# Questions About the Last SU Tutorial Installment



## SketchUp Guru (24 Oct 2006)

Any more opinions on the last chapter of the tutorial? Did I give enough information regarding the creation of working drawings? Should I have done more?


----------



## Roger (24 Oct 2006)

Seemed about right to me Dave


----------



## garywayne (24 Oct 2006)

Sorry for not making any comments Dave, I've been busy trying to copy everything to a word document, so that I can use it as a reference doc.

The whole tutorial was excellent. Tomorrow I am going to start the drawing, (in between making a puzzle box). So expect a few questions.

At the beginning of the tutorial, before you started to draw, you already had a drawing of the armoire. Was that drawing just a scaled box image to take references from?

Again, excellent tutorial. Thank you very much for your time and trouble.


----------



## SketchUp Guru (24 Oct 2006)

Roger, thank you. I got to thinking the last one was pretty short and maybe I'd missed something.


Gary, I hope the whole thing makes sense as a guide for you.

Regarding the Armoire at the beginning, it is just a hollow box. I took some basic dimensions, pushed and pulled and ended up with that. It was very quick to draw and as I said at the beginning, this is the way to start out designing. Just sketch it out quickly and get the idea down. Tweak and adjust as needed. Then figure out the rest.

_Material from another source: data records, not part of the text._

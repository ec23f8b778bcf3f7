//! Uncaught error routing and runaway detection.

use std::cell::RefCell;
use std::rc::Rc;

use strand::{
    from_fn, uncaught_error_count, Config, Environment, Fault, RuntimeError, Scheduler, Step,
    TaskError, TaskState,
};

#[test]
fn test_never_completing_task_is_purged_after_threshold() {
    let config = Config::builder(Environment::Production)
        .runaway_threshold(5)
        .build();
    let scheduler = Scheduler::new(config);
    let faults = Rc::new(RefCell::new(Vec::new()));
    let seen = faults.clone();
    scheduler.register_error_handler_fn(move |record| {
        seen.borrow_mut().push(record.fault().clone());
        record.consume();
        Ok(())
    });

    let sub = scheduler.submit(from_fn(|_cx| Ok(Step::Yield)));
    let report = scheduler.drain().unwrap();

    assert_eq!(report.ticks, 6);
    assert!(sub.is_cancelled());
    let faults = faults.borrow();
    assert_eq!(faults.len(), 1);
    assert!(matches!(&faults[0], Fault::Runaway(error) if error.executions == 6));
}

#[test]
fn test_never_completing_task_keeps_running_without_purge() {
    let config = Config::builder(Environment::Production)
        .runaway_threshold(5)
        .purge_tasks_when_runaway_detected(false)
        .max_drain_ticks(20)
        .build();
    let scheduler = Scheduler::new(config);
    let sub = scheduler.submit(from_fn(|_cx| Ok(Step::Yield)));

    let report = scheduler.drain().unwrap();
    assert!(report.bound_reached);
    assert_eq!(sub.state(), TaskState::Running);
    assert!(!sub.is_cancelled());
    assert_eq!(scheduler.stats().runaways, 0);
    sub.cancel();
}

#[test]
fn test_second_handler_consumes_after_first_passes() {
    let scheduler = Scheduler::new(Config::production());
    let calls = Rc::new(RefCell::new(Vec::new()));
    let seen = calls.clone();
    scheduler.register_error_handler_fn(move |_record| {
        seen.borrow_mut().push('A');
        Ok(())
    });
    let seen = calls.clone();
    scheduler.register_error_handler_fn(move |record| {
        seen.borrow_mut().push('B');
        record.consume();
        Ok(())
    });

    scheduler.submit(from_fn(|_cx| Err(TaskError::failed("broken"))));
    let before = uncaught_error_count();
    scheduler.drain().unwrap();

    assert_eq!(*calls.borrow(), vec!['A', 'B']);
    assert_eq!(scheduler.dispatcher().uncaught_count(), 0);
    assert!(uncaught_error_count() >= before);
}

#[test]
fn test_uncaught_error_reaches_caller_when_handlers_disabled() {
    let config = Config::builder(Environment::Production)
        .enable_uncaught_error_handlers(false)
        .build();
    let scheduler = Scheduler::new(config);
    scheduler.submit(from_fn(|_cx| Err(TaskError::failed("escaped"))));
    let follow_up = scheduler.submit(from_fn(|_cx| Ok(Step::Complete)));

    match scheduler.drain() {
        Err(RuntimeError::Uncaught(record)) => {
            assert_eq!(record.fault(), &Fault::Task(TaskError::failed("escaped")));
        }
        other => panic!("expected uncaught error, got {:?}", other),
    }

    scheduler.drain().unwrap();
    assert_eq!(follow_up.state(), TaskState::Completed);
}

#[test]
fn test_faulty_handler_does_not_stop_dispatch() {
    let scheduler = Scheduler::new(Config::development());
    scheduler.register_error_handler_fn(|_record| Err(anyhow::anyhow!("handler bug")));
    scheduler.register_error_handler_fn(|record| {
        record.consume();
        Ok(())
    });

    scheduler.submit(from_fn(|_cx| Err(TaskError::failed("x"))));
    scheduler.drain().unwrap();
    assert_eq!(scheduler.dispatcher().defect_count(), 1);
    assert_eq!(scheduler.dispatcher().uncaught_count(), 0);
}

Although I did start with basic dimensions and drew the first armoire model to scale, there's little need to do it if you don't have to. You could simply push and pull until you get the proportions as you want them. Then just drag the tape measure tool between a couple of points along a distance you know and rescale the whole thing.


----------



## John McM (25 Oct 2006)

Dave, 
Thanks again for the tutorial, it did what is says on the tin. As a guide for newcomers to SU it was very comprehensive. I feel it covered virtually everything I can think of that I may want to do. The last section was great. I like the idea of just making informal notes and dimensions where needed. It made me realize that there is no need to rigorously stick to convention i.e. 3rd angle projection views. A last thought. If a picture paints a thousand words how may does video ? AVI tutorials, if you can bring them off will be the best medium to really see what you're upto on the other side of the pond. 
Thanks again Dave 
John McM


----------



## OllyK (25 Oct 2006)

OK, slightly unrelated, but having looked at the tutorial I've started mocking up my workshop to plan out wiring, air ring main etc. I've put the studding in by drawing a vertical rectangle then used push/pull to give it thickness, trouble is the studs look hollow - see the image below, any suggestions?


----------



## SketchUp Guru (26 Oct 2006)

Yep, I know exactly what the problem is. Your studs aren't separate from either the wall board or the sole plate or both. Draw the sole plate, make it a component, draw a stud, make it a component, copy it and move the copies to the appropriate distance. Draw in the wall board and make it a component. That's it in a nutshell.


----------



## OllyK (26 Oct 2006)

Dave R":2cnsjmcy said:


> Yep, I know exactly what the problem is. Your studs aren't separate from either the wall board or the sole plate or both. Draw the sole plate, make it a component, draw a stud, make it a component, copy it and move the copies to the appropriate distance. Draw in the wall board and make it a component. That's it in a nutshell.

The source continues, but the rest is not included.